**Problem:**
Going line by line through the listing below, count those with the string "self" and answer with the number alone.

****

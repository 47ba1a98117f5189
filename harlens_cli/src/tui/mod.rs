//! Terminal User Interface for browsing a trace

mod app;
mod ui;

pub use app::{TuiApp, TuiEvent};
pub use ui::draw;
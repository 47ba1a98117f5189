//! CLI commands

pub mod config;
pub mod list;
pub mod serve;
pub mod show;
pub mod tui;

use anyhow::{Context, Result};
use harlens_common::Trace;
use std::path::Path;

/// Load a HAR file, attaching the path to any error
pub fn load_trace(path: &Path) -> Result<Trace> {
    Trace::from_path(path).with_context(|| format!("Failed to load trace {}", path.display()))
}
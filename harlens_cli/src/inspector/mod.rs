//! Local web inspector serving the expanded entry list

mod html;
mod port;
mod server;

pub use port::bind_inspector_port;
pub use server::{router, start_server};
//! Print the detail of one entry

use crate::commands::load_trace;
use crate::config::Config;
use crate::display::render_detail;
use anyhow::{Context, Result};
use std::path::PathBuf;

/// Show command options
#[derive(Debug, Clone)]
pub struct ShowOptions {
    pub file: PathBuf,
    pub index: usize,
    pub search: String,
}

/// Print the row at `index` of the table `list` would print for `search`
pub async fn run(config: &Config, opts: ShowOptions) -> Result<()> {
    let trace = load_trace(&opts.file)?;
    let rows = trace
        .inspect(&opts.search, &config.classifier())
        .context("Failed to expand batch requests")?;

    let row = rows.get(opts.index).ok_or_else(|| {
        anyhow::anyhow!(
            "Entry {} not found ({} entries match). Run `harlens list` to see indexes.",
            opts.index,
            rows.len()
        )
    })?;

    print!("{}", render_detail(row));
    Ok(())
}
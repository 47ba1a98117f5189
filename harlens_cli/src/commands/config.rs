//! Config command: show or initialize the configuration file

use crate::config::{config_file, Config};
use anyhow::Result;
use console::style;
use std::path::Path;

/// Print the effective configuration, or write the defaults with `init`
pub async fn run(config: &Config, path: Option<&Path>, init: bool) -> Result<()> {
    let path = path.map(Path::to_path_buf).unwrap_or_else(config_file);

    if init {
        if path.exists() {
            anyhow::bail!(
                "Config file already exists at {}. Remove it first to reinitialize.",
                path.display()
            );
        }
        Config::default().save_to(&path)?;
        println!("{} {}", style("Wrote default config to").green(), path.display());
        return Ok(());
    }

    let source = if path.exists() { "" } else { " (not found, using defaults)" };
    println!("{} {}{}", style("Config file:").dim(), path.display(), source);
    println!();
    print!("{}", config.to_yaml()?);

    Ok(())
}
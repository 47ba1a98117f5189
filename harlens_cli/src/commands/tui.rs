//! Interactive trace browser

use crate::commands::load_trace;
use crate::config::Config;
use crate::tui::{TuiApp, TuiEvent};
use anyhow::Result;
use crossterm::{
    event::{self, Event},
    execute,
    terminal::{disable_raw_mode, enable_raw_mode, EnterAlternateScreen, LeaveAlternateScreen},
};
use ratatui::{backend::CrosstermBackend, Terminal};
use std::io::{self, Stdout};
use std::path::PathBuf;
use std::time::Duration;

/// TUI command options
#[derive(Debug, Clone)]
pub struct TuiOptions {
    pub file: PathBuf,
    pub search: String,
}

/// Open a trace in the terminal browser
pub async fn run(config: &Config, opts: TuiOptions) -> Result<()> {
    let trace = load_trace(&opts.file)?;
    let source = opts.file.display().to_string();

    let mut app = TuiApp::new(trace, config.classifier(), source);
    if !opts.search.is_empty() {
        app.set_search(opts.search);
    }

    // Setup terminal
    enable_raw_mode()?;
    let mut stdout = io::stdout();
    execute!(stdout, EnterAlternateScreen)?;
    let backend = CrosstermBackend::new(stdout);
    let mut terminal = Terminal::new(backend)?;

    let result = run_tui_loop(&mut terminal, &mut app).await;

    // Restore terminal
    disable_raw_mode()?;
    execute!(terminal.backend_mut(), LeaveAlternateScreen)?;
    terminal.show_cursor()?;

    result
}

async fn run_tui_loop(
    terminal: &mut Terminal<CrosstermBackend<Stdout>>,
    app: &mut TuiApp,
) -> Result<()> {
    let mut tick_interval = tokio::time::interval(Duration::from_millis(100));

    loop {
        terminal.draw(|f| crate::tui::draw(f, app))?;

        tick_interval.tick().await;

        // Drain pending keys before the next redraw
        while event::poll(Duration::from_millis(0))? {
            if let Event::Key(key) = event::read()? {
                app.handle_event(TuiEvent::Key(key));
            }
        }
        app.handle_event(TuiEvent::Tick);

        if app.should_quit {
            tracing::debug!("Closing trace browser");
            return Ok(());
        }
    }
}
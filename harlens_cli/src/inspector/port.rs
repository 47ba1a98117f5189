//! Port binding logic for the inspector

use anyhow::Result;
use tokio::net::TcpListener;

/// Maximum number of ports to try before giving up
const MAX_PORT_ATTEMPTS: u16 = 10;

/// Bind the inspector to the preferred port, or the next free one after it
pub async fn bind_inspector_port(preferred_port: u16) -> Result<TcpListener> {
    for offset in 0..MAX_PORT_ATTEMPTS {
        let Some(port) = preferred_port.checked_add(offset) else {
            break;
        };

        match TcpListener::bind(("127.0.0.1", port)).await {
            Ok(listener) => {
                if offset > 0 {
                    tracing::info!("Port {} in use, inspector bound to {}", preferred_port, port);
                }
                return Ok(listener);
            }
            Err(e) => {
                tracing::debug!("Port {} unavailable: {}", port, e);
            }
        }
    }

    anyhow::bail!(
        "No free port found in {}..{}",
        preferred_port,
        preferred_port.saturating_add(MAX_PORT_ATTEMPTS)
    )
}
//! Serve a trace through the local web inspector

use crate::commands::load_trace;
use crate::config::Config;
use crate::inspector::{bind_inspector_port, router, start_server};
use anyhow::{Context, Result};
use console::style;
use std::path::PathBuf;
use std::sync::Arc;

/// Serve command options
#[derive(Debug, Clone)]
pub struct ServeOptions {
    pub file: PathBuf,
    pub port: Option<u16>,
    pub open: bool,
}

/// Load the trace and serve it until Ctrl+C
pub async fn run(config: &Config, opts: ServeOptions) -> Result<()> {
    let trace = Arc::new(load_trace(&opts.file)?);

    // Fail early on malformed batches instead of on the first page load
    let rows = trace
        .inspect("", &config.classifier())
        .context("Failed to expand batch requests")?;

    let listener = bind_inspector_port(opts.port.unwrap_or(config.server.port)).await?;
    let addr = listener
        .local_addr()
        .context("Failed to read inspector address")?;
    let url = format!("http://localhost:{}", addr.port());

    let source = opts
        .file
        .file_name()
        .map(|name| name.to_string_lossy().into_owned())
        .unwrap_or_else(|| opts.file.display().to_string());

    let app = router(trace, config.classifier(), source);
    let handle = start_server(listener, app);
    tracing::info!("Inspector listening on {}", addr);

    println!(
        "{} {} {}",
        style("Inspector:").dim(),
        style(&url).magenta().bold(),
        style(format!("({} entries)", rows.len())).dim()
    );
    println!("{}", style("Press Ctrl+C to stop").dim());

    if opts.open {
        if let Err(e) = open::that(&url) {
            tracing::warn!("Failed to open browser: {}", e);
        }
    }

    tokio::select! {
        result = tokio::signal::ctrl_c() => {
            result.context("Failed to listen for Ctrl+C")?;
        }
        _ = handle => {
            anyhow::bail!("Inspector server stopped unexpectedly");
        }
    }

    Ok(())
}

****

**Answer to this task:**
2